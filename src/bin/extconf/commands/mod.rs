//! Command implementations

pub mod check;
pub mod clean;
pub mod completions;
pub mod configure;
pub mod flags;
pub mod generate;
pub mod objects;

use std::path::{Path, PathBuf};

use anyhow::{Context, Result};

use crate::cli::LayoutArgs;
use extconf::builder::HostEnv;
use extconf::ops::{load_project_config, ConfigureOptions};
use extconf::util::config::{global_config_path, PathsConfig, ToolchainSettings};
use extconf::util::fs::absolutize;

/// The directory extconf was invoked from.
pub fn invocation_dir() -> Result<PathBuf> {
    std::env::current_dir().context("failed to determine current directory")
}

/// Build configure options from command-line arguments, the config files
/// and the environment.
pub fn configure_options(args: &LayoutArgs, out: Option<&Path>) -> Result<ConfigureOptions> {
    let cwd = invocation_dir()?;
    let anchor = match &args.anchor {
        Some(anchor) => absolutize(&cwd, anchor),
        None => cwd.clone(),
    };

    let global = global_config_path();
    let config = load_project_config(&anchor, global.as_deref())?;

    Ok(ConfigureOptions {
        anchor,
        invocation_dir: cwd,
        layout: args.layout,
        target: args.target.clone(),
        wrapper_source: args.wrapper_source.clone(),
        paths: PathsConfig {
            core_include: args.core_include.clone(),
            core_src: args.core_src.clone(),
            peer_runtime: args.peer_runtime.clone(),
            autogen: args.autogen.clone(),
        },
        toolchain: ToolchainSettings {
            cc: args.cc.clone(),
            obj_ext: args.obj_ext.clone(),
            cflags: args.cflags.clone(),
            ldflags: args.ldflags.clone(),
        },
        out: out.map(Path::to_path_buf),
        env: HostEnv::capture(),
        config,
    })
}
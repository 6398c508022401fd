//! Subprocess execution and executable lookup.

use std::ffi::OsStr;
use std::path::{Path, PathBuf};
use std::process::{Command, Output, Stdio};

use anyhow::{bail, Context, Result};

/// Builder for subprocess execution.
#[derive(Debug, Clone)]
pub struct ProcessBuilder {
    program: PathBuf,
    args: Vec<String>,
}

impl ProcessBuilder {
    /// Create a new process builder for the given program.
    pub fn new(program: impl AsRef<Path>) -> Self {
        ProcessBuilder {
            program: program.as_ref().to_path_buf(),
            args: Vec::new(),
        }
    }

    /// Add a single argument.
    pub fn arg(mut self, arg: impl AsRef<OsStr>) -> Self {
        self.args.push(arg.as_ref().to_string_lossy().into_owned());
        self
    }

    /// Add multiple arguments.
    pub fn args<I, S>(mut self, args: I) -> Self
    where
        I: IntoIterator<Item = S>,
        S: AsRef<OsStr>,
    {
        self.args.extend(
            args.into_iter()
                .map(|s| s.as_ref().to_string_lossy().into_owned()),
        );
        self
    }

    /// Get the program path.
    pub fn get_program(&self) -> &Path {
        &self.program
    }

    /// Get the arguments.
    pub fn get_args(&self) -> &[String] {
        &self.args
    }

    fn build_command(&self) -> Command {
        let mut cmd = Command::new(&self.program);
        cmd.args(&self.args);

        cmd
    }

    /// Execute the command and wait for completion.
    pub fn exec(&self) -> Result<Output> {
        let mut cmd = self.build_command();
        cmd.stdout(Stdio::piped());
        cmd.stderr(Stdio::piped());

        cmd.output()
            .with_context(|| format!("failed to spawn `{}`", self.program.display()))
    }

    /// Execute and require success.
    pub fn exec_and_check(&self) -> Result<Output> {
        let output = self.exec()?;
        if !output.status.success() {
            let stderr = String::from_utf8_lossy(&output.stderr);
            bail!(
                "`{}` failed with exit code {:?}\n{}",
                self.display_command(),
                output.status.code(),
                stderr
            );
        }
        Ok(output)
    }

    /// Display the command for error messages.
    pub fn display_command(&self) -> String {
        let mut parts = vec![self.program.display().to_string()];
        parts.extend(self.args.iter().cloned());
        parts.join(" ")
    }
}

/// Find an executable in PATH.
pub fn find_executable(name: &str) -> Option<PathBuf> {
    which::which(name).ok()
}

/// Find a C compiler on PATH.
pub fn find_c_compiler() -> Option<PathBuf> {
    let candidates: &[&str] = if cfg!(windows) {
        &["cl", "clang", "gcc", "cc"]
    } else {
        &["cc", "gcc", "clang"]
    };

    candidates.iter().find_map(|name| find_executable(name))
}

----

- Your assignment -
For every line above that holds the word "status", report the whole line.

- Exercise solution -
        if !output.status.success() {
                output.status.code(),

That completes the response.